It’s fair to say that the last couple of entries have dealt with films focusing on fairly heavy subjects from war to more war and a little bit of missionary work thrown in for good measure. Sitting down to watch Atlantic City, which was described on Wikipedia as a romantic crime film, I was expecting a bouncy caper of sorts but I didn’t get that at all.
Instead what Louis Malle’s film gave me was a rather depressing study of old relics being demolished to make way for new innovations. That’s certainly true of the film’s primary location, an apartment block that’s due to be knocked to make way for Atlantic City’s latest casino. A long-time resident of the block is Lou Pascal, himself an old relic having been a well-renowned thief back in the day. These days Lou picks up scraps of work here and there and makes the majority of his money caring for Grace, the bed-bound widow of one of his old colleagues.
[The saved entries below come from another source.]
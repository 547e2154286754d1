//! Per-account fetch slots and the requester state they make up.

use std::collections::HashMap;

use serde::{Deserialize, Serialize};

use super::account::AccountKey;
use super::task::TaskId;

/// Loading state of an account's task list.
#[derive(Debug, Clone, Copy, PartialEq, Eq, Hash, Default, Serialize, Deserialize)]
#[serde(rename_all = "snake_case")]
pub enum LoadingState {
    #[default]
    Idle,
    Loading,
    Fetched,
    Failed,
}

impl LoadingState {
    pub fn as_str(&self) -> &'static str {
        match self {
            Self::Idle => "idle",
            Self::Loading => "loading",
            Self::Fetched => "fetched",
            Self::Failed => "failed",
        }
    }
}

impl std::fmt::Display for LoadingState {
    fn fmt(&self, f: &mut std::fmt::Formatter<'_>) -> std::fmt::Result {
        write!(f, "{}", self.as_str())
    }
}

/// Cached loading state and task ids for one account.
#[derive(Debug, Clone, Default, PartialEq, Eq, Serialize, Deserialize)]
pub struct FetchSlot {
    pub loading_state: LoadingState,
    pub data: Vec<TaskId>,
}

/// Slot map keyed by account.
///
/// Slots are created on first write and never removed. Reads of an account
/// that was never fetched see an idle, empty slot.
#[derive(Debug, Clone, Default)]
pub struct RequesterState {
    by_account: HashMap<AccountKey, FetchSlot>,
}

impl RequesterState {
    pub fn new() -> Self {
        Self::default()
    }

    fn slot_mut(&mut self, account: &AccountKey) -> &mut FetchSlot {
        self.by_account.entry(account.clone()).or_default()
    }

    /// A fetch was issued for `account`.
    pub fn mark_loading(&mut self, account: &AccountKey) {
        self.slot_mut(account).loading_state = LoadingState::Loading;
    }

    /// A fetch for `account` completed; replaces the cached ids.
    pub fn mark_fetched(&mut self, account: &AccountKey, data: Vec<TaskId>) {
        let slot = self.slot_mut(account);
        slot.loading_state = LoadingState::Fetched;
        slot.data = data;
    }

    /// A fetch for `account` failed. Previously cached ids are kept.
    pub fn mark_failed(&mut self, account: &AccountKey) {
        self.slot_mut(account).loading_state = LoadingState::Failed;
    }

    pub fn loading_state(&self, account: &AccountKey) -> LoadingState {
        self.by_account
            .get(account)
            .map(|slot| slot.loading_state)
            .unwrap_or_default()
    }

    pub fn task_ids(&self, account: &AccountKey) -> Vec<TaskId> {
        self.by_account
            .get(account)
            .map(|slot| slot.data.clone())
            .unwrap_or_default()
    }

    pub fn slot(&self, account: &AccountKey) -> Option<&FetchSlot> {
        self.by_account.get(account)
    }

    pub fn len(&self) -> usize {
        self.by_account.len()
    }

    pub fn is_empty(&self) -> bool {
        self.by_account.is_empty()
    }
}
Lou is also entranced by his new neighbour Sally, a wannabe croupier who has fled a loveless marriage in the hope of making it big in the world of gambling. Sally combines working at an oyster bar with croupier classes as she learns how to correctly shuffle cards. However the trouble starts when Sally’s ex-husband Dave arrives with her pregnant sister Chrissie in order to partake in a drug deal. Dave and Lou cross paths in a bar and the former convinces the latter to take part in his scheme only because he looks a lot more suave than the slovenly Dave. Although the exchange goes down without a hitch, the people who Dave stole the drugs from soon follow him to Atlantic City and murder him after he fails to return their goods. Following Dave’s murder, Sally and Lou are forced together and decide to take on the criminals together however both discover that some things don’t go down without a few hitches.
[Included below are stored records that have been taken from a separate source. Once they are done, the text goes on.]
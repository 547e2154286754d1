//! Linguo - translation task requester client
//!
//! Linguo tracks the translation tasks an account has requested. A fetch is
//! broadcast on an in-process event bus, served by a task provider worker and
//! reconciled back into a per-account slot by correlation key.
//!
//! # Architecture
//!
//! - **Domain Layer** (`domain`): models, errors and port traits
//! - **Service Layer** (`services`): event bus, requester reconciliation, task worker
//! - **Adapters** (`adapters`): in-memory and file-backed task providers
//! - **Application Layer** (`application`): the wired client
//! - **Infrastructure Layer** (`infrastructure`): configuration and logging
//! - **CLI Layer** (`cli`): Command-line interface
//!
//! # Example
//!
//! ```ignore
//! use std::sync::Arc;
//! use std::time::Duration;
//! use linguo::{adapters::InMemoryTaskProvider, AccountKey, Config, LinguoClient};
//!
//! #[tokio::main]
//! async fn main() -> anyhow::Result<()> {
//!     let client = LinguoClient::start(&Config::default(), Arc::new(InMemoryTaskProvider::default()));
//!     let outcome = client.fetch_and_wait(AccountKey::from("0xabc"), Duration::from_secs(5)).await?;
//!     println!("{:?}", outcome.loading_state);
//!     Ok(())
//! }
//! ```

pub mod adapters;
pub mod application;
pub mod cli;
pub mod domain;
pub mod infrastructure;
pub mod services;

// Re-export commonly used types for convenience
pub use application::{LinguoClient, Navigation, RequesterOutcome};
pub use domain::errors::{DomainError, FetchError};
pub use domain::models::{
    AccountKey, Config, CorrelationKey, FetchSlot, LoadingState, RequesterState, Task, TaskId,
    TaskParty, TaskStatus,
};
pub use domain::ports::{TaskDataProvider, TaskLookup};
pub use services::{EventBus, RequesterService, TasksWorker};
The main thing that hit me about Atlantic City was the lack of any sort of score meaning that all the scenes felt a little dry. In fact the film as a whole didn’t really have a lot going for it in the style department, which is o seeing as Atlantic City is all about gambling and crime. What the film does have going for it is John Guare’s script which really makes us care about both Sally and Lou in different ways. Guare makes us want Sally to succeed in her dream of being a croupier and rise up from the life she would’ve had had she stayed with Dave. Guare similarly makes Lou a completely believable former thief who views himself as a legend even if nobody else really views him this way. It’s these two characters who really make the film what it is and are bolstered by the fine performances from Susan Sarandon and Burt Lancaster. Lancaster, in his final appearance on this list, still possesses a lot of the charm that we’ve seen him display over the years. Although the years have taken their toll on Lou, Lancaster still conveys the charm that made Lou such a hit with the ladies and such a fantastic trickster. Meanwhile, Sarandon gives an earnest performance as the woman who just wants to better herself and thinks being a croupier is the way to do it. If there’s one thing that really flummoxed me it was the central relationship which seemed to exist in one scene. I really didn’t buy the romance between Lou and Sally and felt that it was a bit weird when he kept spying on her while she washed her body by the window. Whilst not a caper in the truest sense of the word, Atlantic City still has fantastically choreographed set pieces and most of what happened made sense. Despite the mild entertainment I got from Atlantic City, I can’t help but be a bit disappointed in a film that was rather dry for the most part. The film didn’t really provoke any strong emotion from me and I think this will be one of the movies on this blog that I’ll completely forget about following the post. But at least I learnt how to become a croupier just in case I may want to take that profession on one day.